§ About this task: List every line below containing "listed".

[Recorded data]
//! Catalog Backend Module
//!
//! Product CRUD for the storefront, structured like the auth crate:
//! - `domain/` - Product entity, validation, repository trait
//! - `infra/` - Database implementation
//! - `presentation/` - HTTP handlers, DTOs, routers
//!
//! Reads are public; the mutating routes are wired behind the auth
//! session middleware by the API binary.

pub mod domain;
pub mod error;
pub mod infra;
pub mod presentation;

// Re-exports for convenience
pub use error::{CatalogError, CatalogResult};
pub use infra::postgres::PgCatalogRepository;
pub use presentation::router::{catalog_read_router, catalog_write_router};

pub mod models {
    pub use crate::domain::entity::*;
    pub use crate::presentation::dto::*;
}

pub mod handlers {
    pub use crate::presentation::handlers::*;
}

pub mod store {
    pub use crate::infra::postgres::PgCatalogRepository as CatalogStore;
}

pub mod router {
    pub use crate::presentation::router::*;
}

#[cfg(test)]
mod tests;
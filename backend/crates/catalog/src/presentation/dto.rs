//! API DTOs (Data Transfer Objects)

use chrono::{DateTime, Utc};
use serde::{Deserialize, Serialize};

use crate::domain::entity::{Product, ProductDraft};
use crate::error::{CatalogError, CatalogResult};

// ============================================================================
// Requests
// ============================================================================

/// Create/update payload
///
/// String fields default to empty and `quantity` to absent, so a missing
/// field lands in our validation (400) instead of a body-rejection.
#[derive(Debug, Clone, Deserialize)]
#[serde(rename_all = "camelCase")]
pub struct ProductPayload {
    #[serde(default)]
    pub name: String,
    #[serde(default)]
    pub description: String,
    pub quantity: Option<i32>,
    #[serde(default)]
    pub image_url: String,
    pub category: Option<String>,
    pub price_cents: Option<i64>,
}

impl ProductPayload {
    /// Convert into a validated draft
    pub fn into_draft(self) -> CatalogResult<ProductDraft> {
        let quantity = self
            .quantity
            .ok_or_else(|| CatalogError::Validation("Please enter all fields".to_string()))?;

        Ok(ProductDraft {
            name: self.name,
            description: self.description,
            quantity,
            image_url: self.image_url,
            category: self.category,
            price_cents: self.price_cents,
        })
    }
}

// ============================================================================
// Responses
// ============================================================================

/// Product response body
#[derive(Debug, Clone, Serialize)]
#[serde(rename_all = "camelCase")]
pub struct ProductResponse {
    pub product_id: String,
    pub name: String,
    pub description: String,
    pub quantity: i32,
    pub image_url: String,
    pub category: Option<String>,
    pub price_cents: Option<i64>,
    pub created_at: DateTime<Utc>,
    pub updated_at: DateTime<Utc>,
}

impl From<Product> for ProductResponse {
    fn from(product: Product) -> Self {
        Self {
            product_id: product.product_id.to_string(),
            name: product.name,
            description: product.description,
            quantity: product.quantity,
            image_url: product.image_url,
            category: product.category,
            price_cents: product.price_cents,
            created_at: product.created_at,
            updated_at: product.updated_at,
        }
    }
}

#[cfg(test)]
mod tests {
    use super::*;

    #[test]
    fn test_missing_quantity_is_validation_error() {
        let payload: ProductPayload =
            serde_json::from_str(r#"{"name":"Lamp","description":"d","imageUrl":"/i.jpg"}"#)
                .unwrap();
        assert!(matches!(
            payload.into_draft(),
            Err(CatalogError::Validation(_))
        ));
    }

    #[test]
    fn test_full_payload_converts() {
        let payload: ProductPayload = serde_json::from_str(
            r#"{"name":"Lamp","description":"d","quantity":4,"imageUrl":"/i.jpg","priceCents":1200}"#,
        )
        .unwrap();
        let draft = payload.into_draft().unwrap();
        assert_eq!(draft.quantity, 4);
        assert_eq!(draft.price_cents, Some(1200));
        assert_eq!(draft.category, None);
    }
}
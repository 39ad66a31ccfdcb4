//! Unit tests for the catalog crate
//!
//! Drives the HTTP handlers directly against an in-memory repository
//! double, so status mapping and store effects are both observable.

use std::sync::{Arc, Mutex};

use axum::Json;
use axum::extract::{Path, State};
use axum::http::StatusCode;
use uuid::Uuid;

use crate::domain::entity::{Product, ProductId};
use crate::domain::repository::ProductRepository;
use crate::error::{CatalogError, CatalogResult};
use crate::presentation::dto::ProductPayload;
use crate::presentation::handlers::{self, CatalogAppState};

// ============================================================================
// In-memory repository double
// ============================================================================

#[derive(Clone, Default)]
struct MemCatalogRepository {
    products: Arc<Mutex<Vec<Product>>>,
}

impl MemCatalogRepository {
    fn count(&self) -> usize {
        self.products.lock().unwrap().len()
    }
}

impl ProductRepository for MemCatalogRepository {
    async fn list(&self) -> CatalogResult<Vec<Product>> {
        Ok(self.products.lock().unwrap().clone())
    }

    async fn find_by_id(&self, product_id: &ProductId) -> CatalogResult<Option<Product>> {
        Ok(self
            .products
            .lock()
            .unwrap()
            .iter()
            .find(|p| &p.product_id == product_id)
            .cloned())
    }

    async fn insert(&self, product: &Product) -> CatalogResult<()> {
        self.products.lock().unwrap().push(product.clone());
        Ok(())
    }

    async fn update(&self, product: &Product) -> CatalogResult<bool> {
        let mut products = self.products.lock().unwrap();
        match products
            .iter_mut()
            .find(|p| p.product_id == product.product_id)
        {
            Some(slot) => {
                *slot = product.clone();
                Ok(true)
            }
            None => Ok(false),
        }
    }

    async fn delete(&self, product_id: &ProductId) -> CatalogResult<bool> {
        let mut products = self.products.lock().unwrap();
        let before = products.len();
        products.retain(|p| &p.product_id != product_id);
        Ok(products.len() < before)
    }
}

// ============================================================================
// Helpers
// ============================================================================

fn state() -> (MemCatalogRepository, State<CatalogAppState<MemCatalogRepository>>) {
    let repo = MemCatalogRepository::default();
    let state = State(CatalogAppState {
        repo: Arc::new(repo.clone()),
    });
    (repo, state)
}

fn payload(name: &str) -> ProductPayload {
    serde_json::from_value(serde_json::json!({
        "name": name,
        "description": "Adjustable brass desk lamp",
        "quantity": 12,
        "imageUrl": "/images/desk-lamp.jpg",
        "priceCents": 4900
    }))
    .unwrap()
}

// ============================================================================
// Create / List
// ============================================================================

#[tokio::test]
async fn test_create_then_list() {
    let (repo, state) = state();

    let (status, Json(created)) = handlers::create_product(state.clone(), Json(payload("Lamp")))
        .await
        .unwrap();
    assert_eq!(status, StatusCode::CREATED);
    assert_eq!(created.name, "Lamp");
    assert_eq!(repo.count(), 1);

    let Json(listed) = handlers::list_products(state).await.unwrap();
    assert_eq!(listed.len(), 1);
    assert_eq!(listed[0].product_id, created.product_id);
}

#[tokio::test]
async fn test_create_missing_fields_rejected() {
    let (repo, state) = state();

    let incomplete: ProductPayload =
        serde_json::from_value(serde_json::json!({ "name": "Lamp" })).unwrap();

    let result = handlers::create_product(state, Json(incomplete)).await;
    assert!(matches!(result, Err(CatalogError::Validation(_))));
    assert_eq!(repo.count(), 0);
}

// ============================================================================
// Get
// ============================================================================

#[tokio::test]
async fn test_get_unknown_id_is_not_found() {
    let (_repo, state) = state();

    let result = handlers::get_product(state, Path(Uuid::new_v4().to_string())).await;
    assert!(matches!(result, Err(CatalogError::ProductNotFound)));
}

#[tokio::test]
async fn test_get_malformed_id_is_bad_request() {
    let (_repo, state) = state();

    let result = handlers::get_product(state, Path("not-a-uuid".to_string())).await;
    assert!(matches!(result, Err(CatalogError::InvalidId)));
}

// ============================================================================
// Update
// ============================================================================

#[tokio::test]
async fn test_update_returns_updated_product() {
    let (_repo, state) = state();

    let (_, Json(created)) = handlers::create_product(state.clone(), Json(payload("Lamp")))
        .await
        .unwrap();

    let mut updated_payload = payload("Lamp");
    updated_payload.quantity = Some(3);

    let Json(updated) = handlers::update_product(
        state.clone(),
        Path(created.product_id.clone()),
        Json(updated_payload),
    )
    .await
    .unwrap();

    assert_eq!(updated.quantity, 3);
    assert_eq!(updated.product_id, created.product_id);

    // Read-back agrees
    let Json(fetched) = handlers::get_product(state, Path(created.product_id))
        .await
        .unwrap();
    assert_eq!(fetched.quantity, 3);
}

#[tokio::test]
async fn test_update_unknown_id_is_not_found() {
    let (_repo, state) = state();

    let result = handlers::update_product(
        state,
        Path(Uuid::new_v4().to_string()),
        Json(payload("Lamp")),
    )
    .await;
    assert!(matches!(result, Err(CatalogError::ProductNotFound)));
}

// ============================================================================
// Delete
// ============================================================================

#[tokio::test]
async fn test_delete_removes_product() {
    let (repo, state) = state();

    let (_, Json(created)) = handlers::create_product(state.clone(), Json(payload("Lamp")))
        .await
        .unwrap();

    let status = handlers::delete_product(state, Path(created.product_id))
        .await
        .unwrap();
    assert_eq!(status, StatusCode::NO_CONTENT);
    assert_eq!(repo.count(), 0);
}

#[tokio::test]
async fn test_delete_unknown_id_is_not_found_and_store_unchanged() {
    let (repo, state) = state();

    handlers::create_product(state.clone(), Json(payload("Lamp")))
        .await
        .unwrap();

    let result = handlers::delete_product(state, Path(Uuid::new_v4().to_string())).await;
    assert!(matches!(result, Err(CatalogError::ProductNotFound)));
    assert_eq!(repo.count(), 1);
}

§ Finished task:
    let Json(listed) = handlers::list_products(state).await.unwrap();
    assert_eq!(listed.len(), 1);
    assert_eq!(listed[0].product_id, created.product_id);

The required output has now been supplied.